What it doesn’t include, however, is the State of Israel. The book’s colorful map of the Middle East removed any mention of the Jewish homeland, instead labeling the entire country as “Palestine.”
This month, Canada’s biggest bookseller Chapters Indigo pulled copies of the children’s book from its shelves after Daniel Koren, Canadian director of Hasbara Fellowships, spotted it and contacted Indigo directly.
The response from Indigo Chapters was a commendable one: the business acknowledged that the sale of the book had breached its own policy and thus rectified the problem.
Yet, this is not the first time that Israel has been expunged from maps of the Middle East.
It is a problem that has cropped up repeatedly, and while sometimes these instances are genuine mistakes, on other occasions, they represent an insidious attempt to undermine the legitimacy of the State of Israel.
Maps are a historical record and, therefore, the removal of Israel is a denial of reality — that of Jewish people living in their ancient homeland.
In May, a member of the New York State Assembly sparked condemnation, including from her own colleagues, when she shared an image that labeled the entirety of the Jewish state as “Palestine.”
The timing of Democratic Phara Souffrant Forrest’s tweet was particularly relevant: it came in the midst of the 11-day Hamas-initiated conflict against Israel.

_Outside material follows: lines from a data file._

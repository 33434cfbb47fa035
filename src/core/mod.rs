//! Runtime core: components, registry and orchestration.
//!
//! The public entry point of this module is [`Manager`], which creates pools and
//! controllers, owns the [`Registry`], and drives bootstrap and shutdown.
//!
//! Internal modules:
//! - [`loader`]: one load cycle with bounded retry and event publishing;
//! - [`pool`]: bounded, self-replenishing queue of ready units;
//! - [`single_slot`]: gated, no-retry, at-most-one resource;
//! - [`persistent`]: one long-lived unit with retry-then-fail loading;
//! - [`registry`]: one live component per `(kind, key)`;
//! - [`manager`]: initialization strategies, lookups, shutdown.

mod builder;
mod config;
mod loader;
mod manager;
mod persistent;
mod pool;
mod registry;
mod single_slot;

pub use builder::ManagerBuilder;
pub use config::{Config, InitialFill};
pub use manager::{Bootstrap, Manager};
pub use persistent::Persistent;
pub use pool::Pool;
pub use registry::Registry;
pub use single_slot::{SingleSlot, SlotState};
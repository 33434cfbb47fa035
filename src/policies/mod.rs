//! Gate, retry and initialization policies.
//!
//! This module groups the knobs that control **whether** a unit is loaded or
//! shown, **how often** a failed load is retried, and **what** the bootstrap waits for.
//!
//! ## Contents
//! - [`gate`]          probability gate (`decide(chance)`)
//! - [`RetryPolicy`]   bounded, immediate retry of failed loads
//! - [`InitStrategy`]  eager / partial / no-await bootstrap
//!
//! ## Quick wiring
//! ```text
//! Pool::take(show_chance) ──► gate::decide ──► dequeue + replenish
//! SingleSlot init(load_chance) ──► gate::decide ──► single load (RetryPolicy::never)
//! Pool / Persistent load ──► RetryPolicy (Config::max_retries, default 3)
//! Manager::initialize_all(InitStrategy, Bootstrap)
//! ```

pub mod gate;
mod retry;
mod strategy;

pub use retry::RetryPolicy;
pub use strategy::InitStrategy;
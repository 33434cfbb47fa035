//! # Load request template and family-specific load options.
//!
//! [`LoadRequest`] is handed verbatim to every load of a component.
//! [`LoadTarget`] bundles it with the identity and the family options
//! (orientation for single-slot resources, size for persistent ones).

use std::collections::BTreeMap;

use super::key::{ResourceKey, ResourceKind};

/// Request template passed to every [`Provider::load`](crate::Provider::load) call.
#[derive(Clone, Debug, Default, PartialEq, Eq)]
pub struct LoadRequest {
    /// Targeting keywords.
    pub keywords: Vec<String>,
    /// URL of the content the unit will be shown next to.
    pub content_url: Option<String>,
    /// Request non-personalized content.
    pub non_personalized: bool,
    /// Provider-specific extras.
    pub extras: BTreeMap<String, String>,
}

impl LoadRequest {
    /// Returns a new request with an additional keyword.
    pub fn with_keyword(mut self, keyword: impl Into<String>) -> Self {
        self.keywords.push(keyword.into());
        self
    }

    /// Returns a new request with the content url set.
    pub fn with_content_url(mut self, url: impl Into<String>) -> Self {
        self.content_url = Some(url.into());
        self
    }

    /// Returns a new request with an extra key/value pair.
    pub fn with_extra(mut self, key: impl Into<String>, value: impl Into<String>) -> Self {
        self.extras.insert(key.into(), value.into());
        self
    }

    /// Returns a new request asking for non-personalized content.
    pub fn non_personalized(mut self) -> Self {
        self.non_personalized = true;
        self
    }
}

/// Screen orientation a single-slot unit is loaded for.
#[derive(Clone, Copy, Debug, Default, PartialEq, Eq)]
pub enum Orientation {
    #[default]
    Portrait,
    Landscape,
}

/// Size of a persistent unit.
#[derive(Clone, Copy, Debug, Default, PartialEq, Eq)]
pub enum UnitSize {
    /// 320x50.
    #[default]
    Banner,
    /// 320x100.
    LargeBanner,
    /// 300x250.
    MediumRectangle,
    /// Full width, height chosen by the provider.
    Adaptive { width: u32 },
    /// Explicit dimensions.
    Custom { width: u32, height: u32 },
}

impl UnitSize {
    /// Returns `(width, height)`; `height` is `None` when the provider decides it.
    pub fn dimensions(&self) -> (u32, Option<u32>) {
        match *self {
            UnitSize::Banner => (320, Some(50)),
            UnitSize::LargeBanner => (320, Some(100)),
            UnitSize::MediumRectangle => (300, Some(250)),
            UnitSize::Adaptive { width } => (width, None),
            UnitSize::Custom { width, height } => (width, Some(height)),
        }
    }
}

/// Everything a provider needs to load one unit.
#[derive(Clone, Debug, PartialEq, Eq)]
pub struct LoadTarget {
    /// Family of the unit.
    pub kind: ResourceKind,
    /// External resource id.
    pub key: ResourceKey,
    /// Request template.
    pub request: LoadRequest,
    /// Set for [`ResourceKind::AppOpen`].
    pub orientation: Option<Orientation>,
    /// Set for [`ResourceKind::Banner`].
    pub size: Option<UnitSize>,
}

#[cfg(test)]
mod tests {
    use super::*;

    #[test]
    fn test_request_builders() {
        let req = LoadRequest::default()
            .with_keyword("games")
            .with_content_url("https://example.com/a")
            .with_extra("collapsible", "bottom")
            .non_personalized();
        assert_eq!(req.keywords, vec!["games".to_string()]);
        assert_eq!(req.content_url.as_deref(), Some("https://example.com/a"));
        assert_eq!(req.extras.get("collapsible").map(String::as_str), Some("bottom"));
        assert!(req.non_personalized);
    }

    #[test]
    fn test_size_dimensions() {
        assert_eq!(UnitSize::MediumRectangle.dimensions(), (300, Some(250)));
        assert_eq!(UnitSize::Adaptive { width: 411 }.dimensions(), (411, None));
    }
}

The US-designated terrorist organization was founded with the primary goal of obliterating the Jewish state.
As Forrest’s fellow assemblyman Daniel Rosenthal observed at the time: “Just like Hamas, my Assembly colleague wants to wipe Israel off the map.”
It seems, however, that Forrest actually took the misleading map from another source; namely, Vogue Arabia.
The so-called “Fashion Bible” had posted the exact same image of a flower-festooned Israel on its Instagram page and website, alongside a caption that described the Israeli-Palestinian conflict as a “hot-button” issue. It claimed the illustration was created by a Turkey-based artist in response to “Palestine not being included in Google Maps.”
However, Google had already debunked the claim that “Palestine” was deliberately wiped off maps of the region, explaining that there was no general consensus on where a potential Palestinian state’s borders would be, and pointed out that it had marked the areas of the West Bank and Gaza with dashed lines.